The Furin Protease Dependence and Antiviral GBP2 Sensitivity of Murine Leukemia Virus Infection Are Determined by the Amino Acid Sequence at the Envelope Glycoprotein Cleavage Site.

ABSTRACT

Host restriction factor GBP2 suppresses the replication of the ecotropic Moloney murine leukemia virus (E-MLV) by inhibiting furin protease, which cleaves the viral envelope glycoprotein (Env) into surface (SU) and transmembrane (TM) subunits. We analyzed the impacts of GBP2 on the infection efficiency mediated by MLV Envs of different strains of ecotropic Moloney, polytropic Friend, amphotropic, and xenotropic MLV-related (XMRV) viruses. Interestingly, the Envs of ecotropic Moloney and polytropic Friend MLV were sensitive to the antiviral activity of GBP2, while XMRV and amphotropic Envs showed resistance. Consistent with the sensitivity to GBP2, the amino acid sequences of the sensitive Envs at the SU-TM cleavage site were similar, as were the sequences of the resistant Envs.
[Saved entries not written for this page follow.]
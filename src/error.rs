//! Error types for blockdat
//!
//! Provides a unified error type for all container operations.

use thiserror::Error;

/// Result type alias using DatError
pub type Result<T> = std::result::Result<T, DatError>;

/// Unified error type for container operations
#[derive(Debug, Error)]
pub enum DatError {
    // -------------------------------------------------------------------------
    // I/O Errors
    // -------------------------------------------------------------------------
    #[error("IO error: {0}")]
    Io(#[from] std::io::Error),

    // -------------------------------------------------------------------------
    // Header Errors
    // -------------------------------------------------------------------------
    #[error("Bad magic number {found:#010x}, not a block container")]
    BadMagic { found: u32 },

    #[error("Invalid header: {0}")]
    InvalidHeader(String),

    // -------------------------------------------------------------------------
    // Block Chain Errors
    // -------------------------------------------------------------------------
    #[error("Block offset {offset:#010x} does not begin on a block boundary")]
    Alignment { offset: u32 },

    #[error("Block offset {offset:#010x} is outside the data area (file size {file_size:#010x})")]
    OutOfRange { offset: u32, file_size: u32 },

    #[error("Block chain starting at {head:#010x} contains free block {offset:#010x}")]
    FreeBlockInChain { head: u32, offset: u32 },

    #[error("Block chain starting at {head:#010x} exceeds {limit} blocks")]
    ChainTooLong { head: u32, limit: u32 },

    #[error("Chain at {head:#010x} holds {available} bytes, {expected} expected")]
    TruncatedData { head: u32, expected: u32, available: u64 },

    // -------------------------------------------------------------------------
    // Allocator Errors
    // -------------------------------------------------------------------------
    #[error("Free list corrupt: block {offset:#010x} has pointer {pointer:#010x}")]
    FreeListCorrupt { offset: u32, pointer: u32 },

    #[error("Failed to allocate enough space: {required} bytes required, {available} available")]
    AllocationShortfall { required: u64, available: u64 },

    #[error("Container cannot grow to {requested} bytes")]
    AddressSpaceExhausted { requested: u64 },

    // -------------------------------------------------------------------------
    // Directory Errors
    // -------------------------------------------------------------------------
    #[error("Key {0:#010x} not found")]
    KeyNotFound(u32),

    #[error("Key {0:#010x} already exists")]
    DuplicateKey(u32),

    #[error("Directory node at {node:#010x} has no free slot")]
    DirectoryFull { node: u32 },

    #[error("Directory corrupt: {0}")]
    DirectoryCorrupt(String),

    // -------------------------------------------------------------------------
    // Consistency Errors
    // -------------------------------------------------------------------------
    #[error("Container inconsistent: {0}")]
    Inconsistent(String),

    // -------------------------------------------------------------------------
    // Configuration Errors
    // -------------------------------------------------------------------------
    #[error("Configuration error: {0}")]
    Config(String),
}

impl DatError {
    /// Whether the error means the container itself can no longer be trusted.
    ///
    /// Misses, duplicates and truncated records only concern one record.
    pub fn is_fatal(&self) -> bool {
        !matches!(
            self,
            DatError::KeyNotFound(_)
                | DatError::DuplicateKey(_)
                | DatError::TruncatedData { .. }
                | DatError::DirectoryFull { .. }
                | DatError::Config(_)
        )
    }
}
SU-TM cleavage of the GBP2-sensitive Env protein was inhibited by furin silencing, whereas that of GBP2-resistant Env was not. The substitution of the ecotropic Moloney cleavage site sequence with that of XMRV conferred resistance to both GBP2 and furin silencing. Reciprocally, the substitution of the XMRV cleavage site sequence with that of the ecotropic sequence conferred sensitivity to GBP2 and furin silencing. According to the SU-TM cleavage site sequence, there were sensitive and resistant variants among ecotropic, polytropic, and xenotropic MLVs. This study found that the dependence of MLV Env proteins on furin cleavage and GBP2-mediated restriction is determined by the amino acid sequences at the SU-TM cleavage site.